BUTTERFLY

.

Min Yoongi X Kim Namjoon

Oneshoot/Song Fict

YAOI/BL

Angst, Romance.

.

Oreobox©Copyright

.

YANG LAGI BAPER LAGU BUTTERFLY, BOLEH SEKALIAN PUTER SAMBIL BACA INI WKWKWKWK

.

Trans lyrics credit to: ddang 4463 on YT watch?v=Yf6eLnVNJb0&list=PLamvT6Ju5Ncwu1U2CnFr6ybS8WcVERlbR&index=1

.

Happy reading!

.

.

Gemercik suara tetesan hujan di luar jendela terdengar samar dari dalam kamar tidur bernuansa coklat yang menghangatkan di tengah musim yang dingin ini. Aroma kayu manis bercampur lembabnya hujan menguar ke seluruh ruangan tersebut membuat kedua tubuh yang terhempas pada ranjang besar enggan untuk menjejakkan telapak kakinya ke lantai.

Yoongi membuka kedua matanya dengan perlahan, pandangannya yang mengabur kini sepenuhnya jelas terfokus pada wajah damai seseorang yang terbaring di sampingnya. Lelaki itu, Namjoon, tengah tertidur bersedekap miring menghadap Yoongi yang masih diam menilik setiap sudut wajah pria yang sudah tiga tahun mengisi hari-harinya tersebut. Yoongi menyentuh lembut rahang gagah Namjoon menggunakan ujung jemarinya yang lentik dan putih, ada perasaan berat menyeruak pada rongga dada Yoongi yang kini terasa sesak.

Don't think about anything

Don't even talk about anything,

Just smile at me.

Pergerakan jemari tangan Yoongi tiba-tiba tertahan oleh genggaman kekar sebuah telapak tangan yang lebih besar dari miliknya. Tatapan Yoongi kini berpindah pada kedua mata yang telah terbuka di depannya, Namjoon terbangun. Lelaki itu membawa jemari tangan Yoongi untuk ia kecup pelan.

"Selamat pagi." Namjoon berkata dengan suara sedikit serak, kemudian ia menarik tubuh telanjang Yoongi agar lebih mendekat padanya. Berkonduksi di cuaca pagi ini yang terbilang cukup membuat gigi bergemeretak.

Tidak ada yang lebih membuatmu nyaman selain berada pada dekapan seseorang yang kau cintai, begitulah pikir Yoongi singkat. Terlampau nyaman sampai hati terasa sangat ingin menangis dan kalut.
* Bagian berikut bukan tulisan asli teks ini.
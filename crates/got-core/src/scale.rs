//! Linear scaling of screentime and edge weight onto visual sizes.
//!
//! A [`ScaleBounds`] is the observed `[min, max]` domain of an attribute in a
//! snapshot; a [`SizeRange`] is the target range in renderer units.

use serde::{Deserialize, Serialize};

/// Default node size range: screentime min maps to 20, max to 50.
pub const NODE_SIZE_RANGE: SizeRange = SizeRange { min: 20.0, max: 50.0 };

/// Default edge width range: weight min maps to 2, max to 15.
pub const EDGE_WIDTH_RANGE: SizeRange = SizeRange { min: 2.0, max: 15.0 };

/// Target range of a linear scale.
#[derive(Debug, Clone, Copy, PartialEq, Serialize, Deserialize)]
pub struct SizeRange {
    pub min: f64,
    pub max: f64,
}

impl SizeRange {
    pub fn midpoint(&self) -> f64 {
        (self.min + self.max) / 2.0
    }
}

/// Observed domain of an attribute. Both ends are zero for an empty set.
#[derive(Debug, Clone, Copy, PartialEq, Default, Serialize, Deserialize)]
pub struct ScaleBounds {
    pub min: f64,
    pub max: f64,
}

impl ScaleBounds {
    pub fn new(min: f64, max: f64) -> Self {
        ScaleBounds { min, max }
    }

    /// Computes bounds over `values`, or zero bounds if there are none.
    pub fn from_values(values: impl IntoIterator<Item = f64>) -> Self {
        let mut iter = values.into_iter();
        let Some(first) = iter.next() else {
            return ScaleBounds::default();
        };
        let (min, max) = iter.fold((first, first), |(lo, hi), v| (lo.min(v), hi.max(v)));
        ScaleBounds { min, max }
    }

    /// Returns `true` when the domain has no width and cannot be scaled.
    pub fn is_degenerate(&self) -> bool {
        let width = self.max - self.min;
        width == 0.0 || !width.is_finite()
    }

    /// Maps `value` linearly so that `min -> range.min` and `max -> range.max`.
    ///
    /// Values outside the domain extrapolate along the same line. A
    /// degenerate domain maps everything to the midpoint of `range`.
    pub fn scale(&self, value: f64, range: SizeRange) -> f64 {
        if self.is_degenerate() {
            return range.midpoint();
        }
        let t = (value - self.min) / (self.max - self.min);
        range.min + t * (range.max - range.min)
    }
}

/// Screentime and edge-weight bounds of one snapshot.
#[derive(Debug, Clone, Copy, PartialEq, Default, Serialize, Deserialize)]
pub struct GraphBounds {
    pub screentime: ScaleBounds,
    pub edge_weight: ScaleBounds,
}

#[cfg(test)]
mod tests {
    use super::*;
    use proptest::prelude::*;

    #[test]
    fn empty_values_give_zero_bounds() {
        let b = ScaleBounds::from_values(Vec::<f64>::new());
        assert_eq!(b, ScaleBounds::new(0.0, 0.0));
    }

    #[test]
    fn bounds_track_min_and_max() {
        let b = ScaleBounds::from_values([5.0, 20.0, 10.0]);
        assert_eq!(b, ScaleBounds::new(5.0, 20.0));
    }

    #[test]
    fn endpoints_map_exactly() {
        let b = ScaleBounds::new(5.0, 20.0);
        assert_eq!(b.scale(5.0, NODE_SIZE_RANGE), 20.0);
        assert_eq!(b.scale(20.0, NODE_SIZE_RANGE), 50.0);
        assert_eq!(b.scale(12.5, NODE_SIZE_RANGE), 35.0);
    }

    #[test]
    fn degenerate_domain_returns_midpoint() {
        let b = ScaleBounds::new(7.0, 7.0);
        assert!(b.is_degenerate());
        assert_eq!(b.scale(7.0, EDGE_WIDTH_RANGE), 8.5);
        assert_eq!(ScaleBounds::default().scale(0.0, NODE_SIZE_RANGE), 35.0);
    }

    proptest! {
        #[test]
        fn scale_is_monotone(
            lo in 0.0f64..1000.0,
            width in 0.001f64..1000.0,
            a in 0.0f64..1.0,
            b in 0.0f64..1.0,
        ) {
            let bounds = ScaleBounds::new(lo, lo + width);
            let (x, y) = if a <= b { (a, b) } else { (b, a) };
            let vx = lo + x * width;
            let vy = lo + y * width;
            prop_assert!(bounds.scale(vx, NODE_SIZE_RANGE) <= bounds.scale(vy, NODE_SIZE_RANGE));
        }

        #[test]
        fn scale_hits_range_ends(lo in 0.0f64..1000.0, width in 0.001f64..1000.0) {
            let bounds = ScaleBounds::new(lo, lo + width);
            prop_assert_eq!(bounds.scale(bounds.min, EDGE_WIDTH_RANGE), EDGE_WIDTH_RANGE.min);
            prop_assert_eq!(bounds.scale(bounds.max, EDGE_WIDTH_RANGE), EDGE_WIDTH_RANGE.max);
        }
    }
}
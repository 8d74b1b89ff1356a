//! Schema types for session lifecycle and read-only views.

use got_core::{DropdownOption, GraphPayload, SummaryRow};
use serde::Serialize;
use uuid::Uuid;

/// Response after opening a dashboard session.
#[derive(Debug, Clone, Serialize)]
pub struct CreateSessionResponse {
    pub session_id: Uuid,
    /// Character picker entries, in canonical order.
    pub options: Vec<DropdownOption>,
    /// Initial display payload (empty until a search is submitted).
    pub graph: GraphPayload,
    pub summary: Vec<SummaryRow>,
}

/// Response after closing a session.
#[derive(Debug, Clone, Serialize)]
pub struct DeleteSessionResponse {
    pub success: bool,
    pub session_id: Uuid,
}

#[derive(Debug, Clone, Serialize)]
pub struct SummaryResponse {
    pub rows: Vec<SummaryRow>,
}

#[derive(Debug, Clone, Serialize)]
pub struct OptionsResponse {
    pub options: Vec<DropdownOption>,
}
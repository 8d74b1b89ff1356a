//! Character identifier newtype.
//!
//! Node ids in the dataset are hyphenated character names such as
//! `"Jon-Snow"`. [`NodeId`] wraps the string so that ids cannot be confused
//! with genders or labels at the type level.

use std::borrow::Borrow;
use std::fmt;

use serde::{Deserialize, Serialize};

/// Stable character identifier. Primary key of a node.
#[derive(Debug, Clone, PartialEq, Eq, Hash, PartialOrd, Ord, Serialize, Deserialize)]
#[serde(transparent)]
pub struct NodeId(pub String);

impl NodeId {
    /// Creates an id from anything string-like.
    pub fn new(id: impl Into<String>) -> Self {
        NodeId(id.into())
    }

    /// Returns the raw id string.
    pub fn as_str(&self) -> &str {
        &self.0
    }

    /// Human-readable name: hyphens become spaces.
    pub fn display_name(&self) -> String {
        self.0.replace('-', " ")
    }
}

impl fmt::Display for NodeId {
    fn fmt(&self, f: &mut fmt::Formatter<'_>) -> fmt::Result {
        f.write_str(&self.0)
    }
}

impl From<&str> for NodeId {
    fn from(id: &str) -> Self {
        NodeId(id.to_string())
    }
}

impl From<String> for NodeId {
    fn from(id: String) -> Self {
        NodeId(id)
    }
}

impl Borrow<str> for NodeId {
    fn borrow(&self) -> &str {
        &self.0
    }
}

impl AsRef<str> for NodeId {
    fn as_ref(&self) -> &str {
        &self.0
    }
}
Sampai kapan? Apa ini akan bertahan?

Tanpa sadar, setitik airmata jatuh membasahi pipi Yoongi yang seputih salju. Namjoon yang merasa pundak lelaki mungil dipelukannya bergetar segera menatap dengan cemas wajah pria tersebut.

Jangan, Namjoon memohon di dalam hatinya, jangan perlihatkan wajah seperti itu. Telapak tangan Namjoon menangkup wajah Yoongi lalu menghapus airmata di kedua ujung menggunakan ibu jari. Ia memperpendek jarak dengan menempelkan kening miliknya dan Yoongi.

"Bad dream?"

Yoongi menggeleng.

"Karenaku? Dan hubungan kita?"

Yoongi terdiam sejenak, ia kemudian mengangguk pelan.

"Yoongi," Namjoon mengecup bibir lelaki pucat tersebut dengan lembut lalu tersenyum, "Berapa kali sudahku bilang, jangan pikirkan apapun atau berbicara sekalipun. Cukup kau tersenyum maka aku pun akan tersenyum."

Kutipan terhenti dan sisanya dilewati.